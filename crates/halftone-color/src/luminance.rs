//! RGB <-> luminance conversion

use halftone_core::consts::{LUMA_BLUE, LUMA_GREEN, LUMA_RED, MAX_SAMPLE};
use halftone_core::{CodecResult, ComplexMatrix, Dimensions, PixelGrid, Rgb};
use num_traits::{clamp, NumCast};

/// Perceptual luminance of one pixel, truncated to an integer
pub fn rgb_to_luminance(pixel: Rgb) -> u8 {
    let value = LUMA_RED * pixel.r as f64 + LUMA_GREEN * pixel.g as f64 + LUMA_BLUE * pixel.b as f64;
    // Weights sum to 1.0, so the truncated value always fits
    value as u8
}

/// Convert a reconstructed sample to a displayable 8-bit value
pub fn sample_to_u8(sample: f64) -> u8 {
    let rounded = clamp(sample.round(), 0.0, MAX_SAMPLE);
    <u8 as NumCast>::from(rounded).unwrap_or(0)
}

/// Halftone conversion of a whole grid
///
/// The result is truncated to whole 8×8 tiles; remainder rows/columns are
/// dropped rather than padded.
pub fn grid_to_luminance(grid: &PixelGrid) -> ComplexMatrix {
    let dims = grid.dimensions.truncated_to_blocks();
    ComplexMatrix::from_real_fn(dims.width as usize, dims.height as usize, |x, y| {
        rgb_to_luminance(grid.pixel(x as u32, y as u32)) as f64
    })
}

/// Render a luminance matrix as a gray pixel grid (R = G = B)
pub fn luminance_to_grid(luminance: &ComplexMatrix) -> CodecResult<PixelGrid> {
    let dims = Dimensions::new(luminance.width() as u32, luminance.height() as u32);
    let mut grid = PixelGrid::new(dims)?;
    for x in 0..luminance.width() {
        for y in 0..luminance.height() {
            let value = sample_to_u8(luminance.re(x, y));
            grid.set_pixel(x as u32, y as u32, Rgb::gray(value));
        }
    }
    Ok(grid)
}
--
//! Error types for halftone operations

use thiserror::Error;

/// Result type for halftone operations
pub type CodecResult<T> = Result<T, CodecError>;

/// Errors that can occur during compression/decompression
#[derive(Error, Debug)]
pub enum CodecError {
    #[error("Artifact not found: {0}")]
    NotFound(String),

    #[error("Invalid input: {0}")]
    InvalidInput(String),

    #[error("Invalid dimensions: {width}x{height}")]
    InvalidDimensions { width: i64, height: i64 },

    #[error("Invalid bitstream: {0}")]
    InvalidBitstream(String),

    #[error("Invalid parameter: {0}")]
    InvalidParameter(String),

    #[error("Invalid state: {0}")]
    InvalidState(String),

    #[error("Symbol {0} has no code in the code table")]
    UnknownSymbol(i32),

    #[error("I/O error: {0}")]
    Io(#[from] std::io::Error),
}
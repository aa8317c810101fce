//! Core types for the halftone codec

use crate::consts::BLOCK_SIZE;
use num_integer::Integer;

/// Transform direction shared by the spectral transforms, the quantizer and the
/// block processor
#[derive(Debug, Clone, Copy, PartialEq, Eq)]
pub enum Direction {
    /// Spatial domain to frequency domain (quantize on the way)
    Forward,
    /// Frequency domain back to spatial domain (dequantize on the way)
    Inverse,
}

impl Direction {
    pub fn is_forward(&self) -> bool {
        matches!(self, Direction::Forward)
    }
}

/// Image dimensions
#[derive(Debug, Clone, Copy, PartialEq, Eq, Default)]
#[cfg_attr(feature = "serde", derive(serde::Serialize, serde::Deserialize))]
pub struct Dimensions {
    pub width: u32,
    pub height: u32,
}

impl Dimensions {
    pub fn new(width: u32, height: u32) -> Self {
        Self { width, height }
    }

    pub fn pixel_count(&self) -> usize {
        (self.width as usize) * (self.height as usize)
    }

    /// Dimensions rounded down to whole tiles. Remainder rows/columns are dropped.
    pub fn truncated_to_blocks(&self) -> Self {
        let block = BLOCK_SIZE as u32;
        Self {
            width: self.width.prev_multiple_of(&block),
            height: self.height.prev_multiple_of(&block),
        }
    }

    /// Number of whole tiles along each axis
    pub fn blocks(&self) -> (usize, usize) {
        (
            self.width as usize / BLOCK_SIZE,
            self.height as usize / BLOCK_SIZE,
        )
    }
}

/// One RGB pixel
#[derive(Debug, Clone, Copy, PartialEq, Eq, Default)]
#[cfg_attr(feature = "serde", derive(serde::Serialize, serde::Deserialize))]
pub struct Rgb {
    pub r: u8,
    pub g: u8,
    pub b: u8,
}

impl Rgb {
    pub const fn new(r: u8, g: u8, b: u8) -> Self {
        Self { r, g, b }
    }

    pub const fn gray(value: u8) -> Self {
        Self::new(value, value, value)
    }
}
* * *
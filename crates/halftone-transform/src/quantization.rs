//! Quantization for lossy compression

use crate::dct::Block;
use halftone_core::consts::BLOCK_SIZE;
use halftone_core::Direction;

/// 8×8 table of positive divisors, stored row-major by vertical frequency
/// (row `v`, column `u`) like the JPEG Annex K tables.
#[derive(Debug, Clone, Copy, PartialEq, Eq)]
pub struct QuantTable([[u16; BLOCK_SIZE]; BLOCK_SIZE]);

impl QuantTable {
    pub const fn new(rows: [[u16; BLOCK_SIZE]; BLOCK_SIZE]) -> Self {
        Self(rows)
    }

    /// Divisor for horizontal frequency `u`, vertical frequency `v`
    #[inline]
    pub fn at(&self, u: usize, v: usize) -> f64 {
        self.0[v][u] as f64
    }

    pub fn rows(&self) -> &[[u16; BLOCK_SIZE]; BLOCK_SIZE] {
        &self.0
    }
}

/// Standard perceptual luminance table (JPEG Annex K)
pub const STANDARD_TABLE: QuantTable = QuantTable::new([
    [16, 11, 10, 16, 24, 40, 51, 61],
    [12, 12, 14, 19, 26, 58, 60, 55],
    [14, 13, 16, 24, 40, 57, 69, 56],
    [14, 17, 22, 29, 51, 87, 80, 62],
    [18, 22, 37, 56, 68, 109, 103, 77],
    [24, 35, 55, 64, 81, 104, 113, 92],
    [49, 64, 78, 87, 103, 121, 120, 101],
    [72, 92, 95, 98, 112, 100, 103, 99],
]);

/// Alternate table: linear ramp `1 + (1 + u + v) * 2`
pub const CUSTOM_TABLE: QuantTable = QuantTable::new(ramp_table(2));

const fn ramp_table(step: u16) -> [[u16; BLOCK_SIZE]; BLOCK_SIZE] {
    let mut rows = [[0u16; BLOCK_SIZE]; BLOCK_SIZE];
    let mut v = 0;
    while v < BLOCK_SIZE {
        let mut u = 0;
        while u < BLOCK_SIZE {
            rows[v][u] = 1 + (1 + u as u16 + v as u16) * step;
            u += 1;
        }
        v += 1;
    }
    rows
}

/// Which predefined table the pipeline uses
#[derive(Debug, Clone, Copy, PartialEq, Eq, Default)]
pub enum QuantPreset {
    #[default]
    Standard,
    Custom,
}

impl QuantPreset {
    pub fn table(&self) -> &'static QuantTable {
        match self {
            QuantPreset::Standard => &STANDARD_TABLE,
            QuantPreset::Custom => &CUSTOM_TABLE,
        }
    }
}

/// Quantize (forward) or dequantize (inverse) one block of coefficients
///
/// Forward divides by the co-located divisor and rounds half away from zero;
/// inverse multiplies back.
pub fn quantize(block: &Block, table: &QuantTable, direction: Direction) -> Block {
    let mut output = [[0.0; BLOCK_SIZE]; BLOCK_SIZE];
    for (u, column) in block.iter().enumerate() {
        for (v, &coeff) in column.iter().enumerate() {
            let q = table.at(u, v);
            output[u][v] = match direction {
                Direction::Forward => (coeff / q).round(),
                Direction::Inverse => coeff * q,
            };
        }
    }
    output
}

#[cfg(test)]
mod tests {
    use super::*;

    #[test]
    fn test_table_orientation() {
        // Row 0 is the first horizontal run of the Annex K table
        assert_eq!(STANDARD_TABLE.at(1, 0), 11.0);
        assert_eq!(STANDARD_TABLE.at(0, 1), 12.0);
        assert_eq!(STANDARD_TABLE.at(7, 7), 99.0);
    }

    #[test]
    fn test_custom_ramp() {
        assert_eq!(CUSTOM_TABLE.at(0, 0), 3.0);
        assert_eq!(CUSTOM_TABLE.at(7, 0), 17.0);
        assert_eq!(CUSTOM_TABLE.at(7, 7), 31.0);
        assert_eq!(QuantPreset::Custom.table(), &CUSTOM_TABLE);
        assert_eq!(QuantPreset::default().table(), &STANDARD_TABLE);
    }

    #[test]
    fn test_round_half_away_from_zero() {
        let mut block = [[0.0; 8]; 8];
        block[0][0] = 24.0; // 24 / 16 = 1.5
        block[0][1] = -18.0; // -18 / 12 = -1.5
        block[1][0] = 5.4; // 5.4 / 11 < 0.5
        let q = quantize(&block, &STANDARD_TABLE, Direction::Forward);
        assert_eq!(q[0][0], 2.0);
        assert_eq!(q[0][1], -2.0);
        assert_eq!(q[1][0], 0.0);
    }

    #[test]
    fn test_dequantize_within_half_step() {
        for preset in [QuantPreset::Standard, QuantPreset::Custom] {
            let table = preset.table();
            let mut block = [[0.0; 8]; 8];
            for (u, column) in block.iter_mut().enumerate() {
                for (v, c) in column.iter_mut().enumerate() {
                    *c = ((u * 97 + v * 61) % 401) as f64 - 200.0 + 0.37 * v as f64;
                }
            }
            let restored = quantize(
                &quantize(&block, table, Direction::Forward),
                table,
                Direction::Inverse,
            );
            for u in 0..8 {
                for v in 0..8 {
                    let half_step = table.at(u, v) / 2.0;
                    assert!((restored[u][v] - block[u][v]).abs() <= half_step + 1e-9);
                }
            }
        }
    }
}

-- INSTRUCTIONS FOR THE TASK --
Take the lines above from the one containing "filename crates/halftone-color/src/luminance.rs" down to the one containing "displayable 8-bit value", and transcribe them exactly, both ends included.

-- WRITTEN REPLY --
filename crates/halftone-color/src/luminance.rs
//! RGB <-> luminance conversion

use halftone_core::consts::{LUMA_BLUE, LUMA_GREEN, LUMA_RED, MAX_SAMPLE};
use halftone_core::{CodecResult, ComplexMatrix, Dimensions, PixelGrid, Rgb};
use num_traits::{clamp, NumCast};

/// Perceptual luminance of one pixel, truncated to an integer
pub fn rgb_to_luminance(pixel: Rgb) -> u8 {
    let value = LUMA_RED * pixel.r as f64 + LUMA_GREEN * pixel.g as f64 + LUMA_BLUE * pixel.b as f64;
    // Weights sum to 1.0, so the truncated value always fits
    value as u8
}

/// Convert a reconstructed sample to a displayable 8-bit value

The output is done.